- [Data for the task]
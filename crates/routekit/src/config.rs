//! Routing options.
//!
//! [`RoutingOptions`] carries everything bootstrap needs. The serializable
//! part, [`RoutingConfig`], can be loaded from `ROUTEKIT_*` environment
//! variables (after a `.env` file is loaded); checkers, the container and the
//! class lists are set in code.
//!
//! ```ignore
//! // ROUTEKIT_ROUTE_PREFIX=/api ROUTEKIT_NULL_RESULT_CODE=404
//! let options = RoutingOptions::from_env()?
//!     .controllers(vec![ClassRef::of::<UserController>()])
//!     .authorization_checker(FnAuthorizationChecker::new(|ctx, _| ctx.header("authorization").is_some()));
//! ```

use routekit_core::{
    AuthorizationChecker, ClassRef, ClassTransformOptions, Container, CurrentUserChecker, DriverSettings,
    MetadataStore, ParamOptions, RoutingDefaults,
};
use serde::{Deserialize, Serialize};
use std::fmt;
use std::sync::Arc;

/// Prefix of the environment variables read by [`RoutingOptions::from_env`].
pub const ENV_PREFIX: &str = "ROUTEKIT_";

/// Error type for configuration loading failures.
#[derive(Debug)]
pub enum ConfigError {
    /// Environment variable deserialization failed.
    EnvyError(envy::Error),
}

impl fmt::Display for ConfigError {
    fn fmt(&self, f: &mut fmt::Formatter<'_>) -> fmt::Result {
        match self {
            ConfigError::EnvyError(e) => write!(f, "Configuration error: {}", e),
        }
    }
}

impl std::error::Error for ConfigError {
    fn source(&self) -> Option<&(dyn std::error::Error + 'static)> {
        match self {
            ConfigError::EnvyError(e) => Some(e),
        }
    }
}

impl From<envy::Error> for ConfigError {
    fn from(err: envy::Error) -> Self {
        ConfigError::EnvyError(err)
    }
}

/// Environment profile, detected from `ROUTEKIT_ENV`.
#[derive(Debug, Clone, PartialEq, Eq)]
pub enum Environment {
    Development,
    Production,
    Custom(String),
}

impl Environment {
    /// `Production` for "production"/"prod", `Development` for
    /// "development"/"dev" or when unset, `Custom` otherwise.
    pub fn current() -> Self {
        Self::parse(std::env::var("ROUTEKIT_ENV").ok().as_deref())
    }

    fn parse(value: Option<&str>) -> Self {
        match value {
            Some("production") | Some("prod") => Self::Production,
            Some("development") | Some("dev") | None => Self::Development,
            Some(other) => Self::Custom(other.to_string()),
        }
    }

    pub fn is_production(&self) -> bool {
        matches!(self, Self::Production)
    }

    pub fn is_development(&self) -> bool {
        matches!(self, Self::Development)
    }

    pub fn as_str(&self) -> &str {
        match self {
            Self::Development => "development",
            Self::Production => "production",
            Self::Custom(name) => name,
        }
    }
}

impl Default for Environment {
    fn default() -> Self {
        Self::current()
    }
}

impl fmt::Display for Environment {
    fn fmt(&self, f: &mut fmt::Formatter<'_>) -> fmt::Result {
        write!(f, "{}", self.as_str())
    }
}

/// Settings that can come from the environment.
///
/// Field names map to `ROUTEKIT_` + SCREAMING_SNAKE_CASE, e.g.
/// `route_prefix` reads `ROUTEKIT_ROUTE_PREFIX`.
#[derive(Debug, Clone, PartialEq, Serialize, Deserialize)]
#[serde(default)]
pub struct RoutingConfig {
    /// Expose internal error details; unset follows [`Environment`]
    pub development: Option<bool>,
    pub default_error_handler: bool,
    pub class_transformer: bool,
    pub validation: bool,
    pub route_prefix: String,
    /// Status for actions returning null without their own declaration
    pub null_result_code: Option<u16>,
    /// Status for actions returning nothing without their own declaration
    pub undefined_result_code: Option<u16>,
    /// Whether parameters are required when their declaration leaves it unset
    pub params_required: Option<bool>,
    /// Maximum request body size for the hyper driver
    pub body_limit: Option<usize>,
}

impl Default for RoutingConfig {
    fn default() -> Self {
        Self {
            development: None,
            default_error_handler: true,
            class_transformer: true,
            validation: true,
            route_prefix: String::new(),
            null_result_code: None,
            undefined_result_code: None,
            params_required: None,
            body_limit: None,
        }
    }
}

impl RoutingConfig {
    /// Read `ROUTEKIT_*` variables, loading `.env` first.
    pub fn from_env() -> Result<Self, ConfigError> {
        let _ = dotenvy::dotenv();
        Ok(envy::prefixed(ENV_PREFIX).from_env::<Self>()?)
    }

    pub fn is_development(&self) -> bool {
        self.development
            .unwrap_or_else(|| Environment::current().is_development())
    }

    pub fn defaults(&self) -> RoutingDefaults {
        RoutingDefaults {
            null_result_code: self.null_result_code,
            undefined_result_code: self.undefined_result_code,
            param_options: ParamOptions {
                required: self.params_required,
            },
        }
    }
}

/// Everything bootstrap needs.
#[derive(Clone, Default)]
pub struct RoutingOptions {
    pub config: RoutingConfig,
    /// Controllers to register; `None` registers every declared controller
    pub controllers: Option<Vec<ClassRef>>,
    /// Middlewares to register; `None` registers every declared global middleware
    pub middlewares: Option<Vec<ClassRef>>,
    /// Interceptors to register; `None` registers every declared global interceptor
    pub interceptors: Option<Vec<ClassRef>>,
    pub plain_to_class_options: ClassTransformOptions,
    pub class_to_plain_options: ClassTransformOptions,
    pub authorization_checker: Option<Arc<dyn AuthorizationChecker>>,
    pub current_user_checker: Option<Arc<dyn CurrentUserChecker>>,
    pub container: Option<Arc<dyn Container>>,
    /// Declarations to build from; `None` uses the process-wide store
    pub store: Option<Arc<MetadataStore>>,
}

impl RoutingOptions {
    pub fn new() -> Self {
        Self::default()
    }

    /// Options whose [`RoutingConfig`] is read from the environment.
    pub fn from_env() -> Result<Self, ConfigError> {
        Ok(Self {
            config: RoutingConfig::from_env()?,
            ..Self::default()
        })
    }

    pub fn with_config(mut self, config: RoutingConfig) -> Self {
        self.config = config;
        self
    }

    pub fn route_prefix(mut self, prefix: impl Into<String>) -> Self {
        self.config.route_prefix = prefix.into();
        self
    }

    pub fn development(mut self, development: bool) -> Self {
        self.config.development = Some(development);
        self
    }

    pub fn controllers(mut self, classes: Vec<ClassRef>) -> Self {
        self.controllers = Some(classes);
        self
    }

    pub fn middlewares(mut self, classes: Vec<ClassRef>) -> Self {
        self.middlewares = Some(classes);
        self
    }

    pub fn interceptors(mut self, classes: Vec<ClassRef>) -> Self {
        self.interceptors = Some(classes);
        self
    }

    pub fn authorization_checker<C: AuthorizationChecker>(mut self, checker: C) -> Self {
        self.authorization_checker = Some(Arc::new(checker));
        self
    }

    pub fn current_user_checker<C: CurrentUserChecker>(mut self, checker: C) -> Self {
        self.current_user_checker = Some(Arc::new(checker));
        self
    }

    pub fn container<C: Container + 'static>(mut self, container: C) -> Self {
        self.container = Some(Arc::new(container));
        self
    }

    pub fn store(mut self, store: Arc<MetadataStore>) -> Self {
        self.store = Some(store);
        self
    }

    /// Copy the driver-level settings onto an adapter's settings.
    pub fn apply(&self, settings: &mut DriverSettings) {
        settings.development = self.config.is_development();
        settings.default_error_handler = self.config.default_error_handler;
        settings.class_transformer = self.config.class_transformer;
        settings.validation = self.config.validation;
        settings.route_prefix = self.config.route_prefix.clone();
        settings.plain_to_class_options = self.plain_to_class_options.clone();
        settings.class_to_plain_options = self.class_to_plain_options.clone();
        if let Some(checker) = &self.authorization_checker {
            settings.authorization_checker = Some(checker.clone());
        }
        if let Some(checker) = &self.current_user_checker {
            settings.current_user_checker = Some(checker.clone());
        }
        if let Some(container) = &self.container {
            settings.container = container.clone();
        }
    }
}

impl fmt::Debug for RoutingOptions {
    fn fmt(&self, f: &mut fmt::Formatter<'_>) -> fmt::Result {
        f.debug_struct("RoutingOptions")
            .field("config", &self.config)
            .field("controllers", &self.controllers)
            .field("middlewares", &self.middlewares)
            .field("interceptors", &self.interceptors)
            .field("authorization_checker", &self.authorization_checker.is_some())
            .field("current_user_checker", &self.current_user_checker.is_some())
            .finish_non_exhaustive()
    }
}

#[cfg(test)]
mod tests {
    use super::*;

    #[test]
    fn environment_names() {
        assert_eq!(Environment::parse(None), Environment::Development);
        assert_eq!(Environment::parse(Some("prod")), Environment::Production);
        assert_eq!(Environment::parse(Some("production")), Environment::Production);
        assert_eq!(Environment::parse(Some("staging")), Environment::Custom("staging".into()));
        assert_eq!(Environment::parse(Some("staging")).to_string(), "staging");
    }

    #[test]
    fn config_reads_prefixed_variables() {
        let vars = vec![
            ("ROUTEKIT_ROUTE_PREFIX".to_string(), "/api".to_string()),
            ("ROUTEKIT_NULL_RESULT_CODE".to_string(), "404".to_string()),
            ("ROUTEKIT_VALIDATION".to_string(), "false".to_string()),
            ("ROUTEKIT_DEVELOPMENT".to_string(), "true".to_string()),
            ("UNRELATED".to_string(), "x".to_string()),
        ];
        let config: RoutingConfig = envy::prefixed(ENV_PREFIX).from_iter(vars).unwrap();

        assert_eq!(config.route_prefix, "/api");
        assert_eq!(config.null_result_code, Some(404));
        assert!(!config.validation);
        assert!(config.class_transformer);
        assert!(config.is_development());
        assert_eq!(config.defaults().null_result_code, Some(404));
        assert_eq!(config.defaults().param_options.required, None);
    }

    #[test]
    fn options_apply_to_driver_settings() {
        let options = RoutingOptions::new()
            .route_prefix("/v1")
            .development(false)
            .with_config(RoutingConfig {
                default_error_handler: false,
                route_prefix: "/v2".into(),
                ..RoutingConfig::default()
            });
        let mut settings = DriverSettings::default();
        options.apply(&mut settings);

        assert_eq!(settings.route_prefix, "/v2");
        assert!(!settings.default_error_handler);
        assert!(settings.validation);
        assert!(settings.authorization_checker.is_none());
    }
}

- [What is required]
From the lines above, copy those that contain the word "when".

- [Exercise answer]
    /// "development"/"dev" or when unset, `Custom` otherwise.
    /// Whether parameters are required when their declaration leaves it unset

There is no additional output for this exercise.